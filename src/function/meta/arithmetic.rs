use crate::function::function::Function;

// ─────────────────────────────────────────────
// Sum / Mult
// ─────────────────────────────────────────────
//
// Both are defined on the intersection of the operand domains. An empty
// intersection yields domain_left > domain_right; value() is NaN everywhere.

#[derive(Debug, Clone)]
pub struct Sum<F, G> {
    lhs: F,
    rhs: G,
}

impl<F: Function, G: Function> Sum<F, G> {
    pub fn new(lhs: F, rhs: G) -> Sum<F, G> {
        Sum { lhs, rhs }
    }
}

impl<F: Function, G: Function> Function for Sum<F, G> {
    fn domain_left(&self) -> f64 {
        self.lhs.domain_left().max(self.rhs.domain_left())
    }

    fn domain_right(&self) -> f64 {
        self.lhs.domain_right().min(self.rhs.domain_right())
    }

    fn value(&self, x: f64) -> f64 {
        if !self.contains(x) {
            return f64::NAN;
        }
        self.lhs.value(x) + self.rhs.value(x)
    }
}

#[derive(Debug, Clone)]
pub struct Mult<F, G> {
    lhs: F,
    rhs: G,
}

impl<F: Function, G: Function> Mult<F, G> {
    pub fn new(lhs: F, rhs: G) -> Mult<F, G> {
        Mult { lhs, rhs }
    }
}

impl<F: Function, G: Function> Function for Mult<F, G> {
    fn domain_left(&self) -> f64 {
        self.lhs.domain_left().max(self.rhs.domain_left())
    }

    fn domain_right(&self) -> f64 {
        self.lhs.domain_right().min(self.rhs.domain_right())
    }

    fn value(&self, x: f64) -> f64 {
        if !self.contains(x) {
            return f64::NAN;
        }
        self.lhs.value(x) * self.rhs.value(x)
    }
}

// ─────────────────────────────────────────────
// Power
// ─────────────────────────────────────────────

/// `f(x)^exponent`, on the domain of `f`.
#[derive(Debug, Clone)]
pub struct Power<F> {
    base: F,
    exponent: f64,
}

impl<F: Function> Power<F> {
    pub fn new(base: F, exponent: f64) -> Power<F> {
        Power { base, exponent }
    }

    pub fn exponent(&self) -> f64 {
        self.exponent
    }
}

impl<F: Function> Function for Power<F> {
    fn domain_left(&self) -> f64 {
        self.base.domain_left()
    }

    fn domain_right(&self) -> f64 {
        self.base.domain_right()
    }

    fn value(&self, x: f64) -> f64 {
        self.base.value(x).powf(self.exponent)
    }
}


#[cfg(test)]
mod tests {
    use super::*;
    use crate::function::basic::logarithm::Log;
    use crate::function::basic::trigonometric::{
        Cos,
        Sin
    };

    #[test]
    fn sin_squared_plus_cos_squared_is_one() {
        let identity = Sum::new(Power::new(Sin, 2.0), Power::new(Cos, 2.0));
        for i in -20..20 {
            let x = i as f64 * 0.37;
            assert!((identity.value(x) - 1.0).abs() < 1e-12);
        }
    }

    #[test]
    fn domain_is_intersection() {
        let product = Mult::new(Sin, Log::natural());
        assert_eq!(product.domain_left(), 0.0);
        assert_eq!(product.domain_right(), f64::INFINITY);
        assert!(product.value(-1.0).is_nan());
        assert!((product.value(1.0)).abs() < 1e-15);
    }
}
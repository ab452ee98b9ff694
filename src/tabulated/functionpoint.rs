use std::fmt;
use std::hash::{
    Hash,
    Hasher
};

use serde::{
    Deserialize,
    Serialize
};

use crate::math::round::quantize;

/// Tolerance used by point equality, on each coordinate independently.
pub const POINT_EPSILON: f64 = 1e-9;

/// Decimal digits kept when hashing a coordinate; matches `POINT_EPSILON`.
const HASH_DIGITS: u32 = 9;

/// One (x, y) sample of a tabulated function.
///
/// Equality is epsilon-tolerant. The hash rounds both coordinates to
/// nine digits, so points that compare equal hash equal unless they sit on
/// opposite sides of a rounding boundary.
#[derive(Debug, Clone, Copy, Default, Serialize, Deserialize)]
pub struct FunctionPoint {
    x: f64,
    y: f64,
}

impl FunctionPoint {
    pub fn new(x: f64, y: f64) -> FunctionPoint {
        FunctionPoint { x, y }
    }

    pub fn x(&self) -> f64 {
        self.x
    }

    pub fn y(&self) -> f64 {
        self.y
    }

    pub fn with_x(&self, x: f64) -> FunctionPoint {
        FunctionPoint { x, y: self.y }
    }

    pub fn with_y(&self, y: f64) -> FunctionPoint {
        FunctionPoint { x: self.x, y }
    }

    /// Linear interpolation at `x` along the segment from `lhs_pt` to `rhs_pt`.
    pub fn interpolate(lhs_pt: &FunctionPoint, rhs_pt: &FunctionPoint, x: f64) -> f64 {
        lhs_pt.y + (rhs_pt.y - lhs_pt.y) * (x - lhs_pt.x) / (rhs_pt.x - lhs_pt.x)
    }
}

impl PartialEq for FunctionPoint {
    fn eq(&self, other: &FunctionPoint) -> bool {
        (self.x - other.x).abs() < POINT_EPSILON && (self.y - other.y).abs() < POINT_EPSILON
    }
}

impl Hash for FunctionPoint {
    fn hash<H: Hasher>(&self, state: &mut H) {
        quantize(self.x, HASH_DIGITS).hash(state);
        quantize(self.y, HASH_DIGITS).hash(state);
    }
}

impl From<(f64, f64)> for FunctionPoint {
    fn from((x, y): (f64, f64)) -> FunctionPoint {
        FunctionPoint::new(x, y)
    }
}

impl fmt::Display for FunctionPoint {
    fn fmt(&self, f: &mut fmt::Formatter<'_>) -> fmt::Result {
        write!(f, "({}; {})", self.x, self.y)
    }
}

* * * * * * * * *

Task prompt –
Print again the lines of the entries above that fall between the line holding "pub const POINT_EPSILON: f64 = 1e-9;" and the line holding "both coordinates to", inclusive, exactly as they stand.

Reply –
pub const POINT_EPSILON: f64 = 1e-9;

/// Decimal digits kept when hashing a coordinate; matches `POINT_EPSILON`.
const HASH_DIGITS: u32 = 9;

/// One (x, y) sample of a tabulated function.
///
/// Equality is epsilon-tolerant. The hash rounds both coordinates to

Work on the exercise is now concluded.